太郎はその場を一旦退室し、平山は太郎の推薦人として、その場にいた社長や重役たちに頭を下げ弁解するが、それを聞いていた藤尾部長は、私情を挟んでいるんじゃないか?身びいきが入っているんじゃないかね?などと揶揄する。

他の重役たちも太郎を疑っているようだったが、相沢社長だけは、中村君の処分はもう少し待とう。時間をかけて調べようと言うことだと重役たちに言い聞かす。

その夜、事件を知った好子は太郎を案じて、彼の家を訪れていた。

太郎は、酷いよ。中には君との結婚費用にしようとしたんではないかなどと言う奴までいるんだと太郎はやり場のない怒りに震えていた。

あの犯人は僕の手で見つけてやる!と太郎は息巻いていたが、2人暮らしの母親シゲ(三條利喜江)は、太郎が渡してしまった10万と言う大金を弁償するため、この家を売ることにしたと明かす。

好子は驚くが、シゲは、もうこれ以上、課長さんに迷惑はかけられないと言う。

太郎ももう決意したようで、どんな困難にも自ら進んで乗り切る…、これが課長のモットーなんだと言うと、これから一緒に不動産屋へ行こうと誘うが、好子は、一度お父さんに話した方が良いと勧める。

自宅のTVで若手落語家(ミッキー・カーチス)の高座を健太が見ていると、そこに太郎を連れて好子が帰って来る。

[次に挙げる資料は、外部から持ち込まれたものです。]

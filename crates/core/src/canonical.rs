//! Canonical serialization of relevant parameters
//!
//! Entries are sorted by key bytes at every nesting level and written with
//! length prefixes, so the output depends only on the key/value set and no
//! two different sets share an encoding:
//!
//! ```text
//! map   = "m" <entry count> ":" { <key len> ":" <key bytes> value }
//! value = "s" <byte len> ":" <bytes>     (scalar; bare names encode as "s0:")
//!       | map                            (nested)
//! ```

use crate::params::{ParameterMap, ParameterValue};

/// Serialize a parameter map into its canonical byte form.
#[must_use]
pub fn canonicalize(map: &ParameterMap) -> Vec<u8> {
    let mut out = Vec::new();
    write_map(map, &mut out);
    out
}

/// Entries of `map` in canonical (byte-wise key) order
#[must_use]
pub fn sorted_entries(map: &ParameterMap) -> Vec<(&String, &ParameterValue)> {
    let mut entries: Vec<_> = map.iter().collect();
    entries.sort_unstable_by(|(a, _), (b, _)| a.as_bytes().cmp(b.as_bytes()));
    entries
}

fn write_map(map: &ParameterMap, out: &mut Vec<u8>) {
    out.push(b'm');
    write_len(map.len(), out);
    for (key, value) in sorted_entries(map) {
        write_len(key.len(), out);
        out.extend_from_slice(key.as_bytes());
        write_value(value, out);
    }
}

fn write_value(value: &ParameterValue, out: &mut Vec<u8>) {
    match value {
        ParameterValue::Nested(children) => write_map(children, out),
        ParameterValue::Bare | ParameterValue::Text(_) => {
            let text = value.as_text().unwrap_or_default();
            out.push(b's');
            write_len(text.len(), out);
            out.extend_from_slice(text.as_bytes());
        }
    }
}

fn write_len(len: usize, out: &mut Vec<u8>) {
    out.extend_from_slice(len.to_string().as_bytes());
    out.push(b':');
}
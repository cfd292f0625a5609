//! Cache hash generation

use sha2::{Digest, Sha256};

use crate::canonical::canonicalize;
use crate::filter::filter;
use crate::params::{ParameterMap, ParameterValue, decompose};
use crate::policy::Policy;
use crate::secret::{ENCRYPTION_KEY_PARAMETER, SecretKey};

/// Length of a cache hash in hex characters
pub const FINGERPRINT_HEX_LEN: usize = 64;

/// Hash an already filtered parameter map under `secret`.
///
/// Any `encryptionKey` entry in `relevant` is replaced by `secret`, so the
/// map may come straight from [`filter`] or from the caller's own
/// transformation. Returns the empty string when no other entry is left;
/// otherwise the SHA-256 of the canonical form as lowercase hex.
#[must_use]
pub fn fingerprint(relevant: &ParameterMap, secret: &SecretKey) -> String {
    let mut keyed = relevant.clone();
    keyed.shift_remove(ENCRYPTION_KEY_PARAMETER);
    if keyed.is_empty() {
        return String::new();
    }
    keyed.insert(
        ENCRYPTION_KEY_PARAMETER.to_string(),
        ParameterValue::Text(secret.expose().to_string()),
    );
    hex::encode(Sha256::digest(canonicalize(&keyed)))
}

/// Decompose, filter and hash a raw query string in one go.
#[must_use]
pub fn generate_for_parameters(raw: &str, policy: &Policy, secret: &SecretKey) -> String {
    fingerprint(&relevant_parameters(raw, policy, secret), secret)
}

/// Decompose and filter a raw query string without hashing.
#[must_use]
pub fn relevant_parameters(raw: &str, policy: &Policy, secret: &SecretKey) -> ParameterMap {
    filter(&decompose(raw), policy, secret)
}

平山に会った太郎は、家を売ることにしたと打ち明け、明日10万手に入るので、月曜日に会社に持って行くと打ち明ける。

それを聞いた平山は、家を売ったら後が大変じゃないか。僕は出すよ。10万くらいの貯金はあるんだと言い、それを辞退しようとする太郎に、良いから止めなさい。売るのは簡単だが、建てるのは大変だよと家を売る事を止める。

太郎は恐縮し、課長、申し訳ありません!と謝る。

しかし平山は、例え金を会社に帰しても君は首になるかもしれん。人間の信用問題だからね。顔も知らない相手に金を渡したのはまずかった…と平山は暗い顔で伝える。

太郎の方も、覚悟しています…とうなだれる。

その時は、私も一緒に止めるよ。君の責任は僕の責任だ。下役と上役は一蓮托生なんだ。君を信用しないような会社に留まっても仕方ない。首になったら、一緒にニコヨンでもやろう。私だってまだまだやれるよと平山は慰めるが、そこに佐竹さんから電話だと幸子が知らせに来る。

電話口に出てみると、佐竹は恐縮しており、我々は社長から叱られましたよ。あなたにはいつも教えられますと詫びる。

それを聞いた平山は嬉しそうな笑顔で座敷に戻って来ると、犯人が分かったそうだ!金持だ。奴が友達と共謀して仕組んだ芝居だったんだ。その友達と言うのは詐欺の常習犯で、警察に捕まり、あっさり金持の名を出したそうで、君はお構いなしだ。代わりに金持が首になるらしいと太郎に伝える。

それを聞いた太郎と好子は大喜びするが、そんな2人を前にして座り直した平山は、でも、お前たちも詐欺みたいな事をしているんじゃないか?と笑いかける。

2人がきょとんとしていると、お父さんに隠して、お前たち、相当親密になっているんじゃないか?とからかいながら、角瓶を開け、嬉しそうに飲み始める。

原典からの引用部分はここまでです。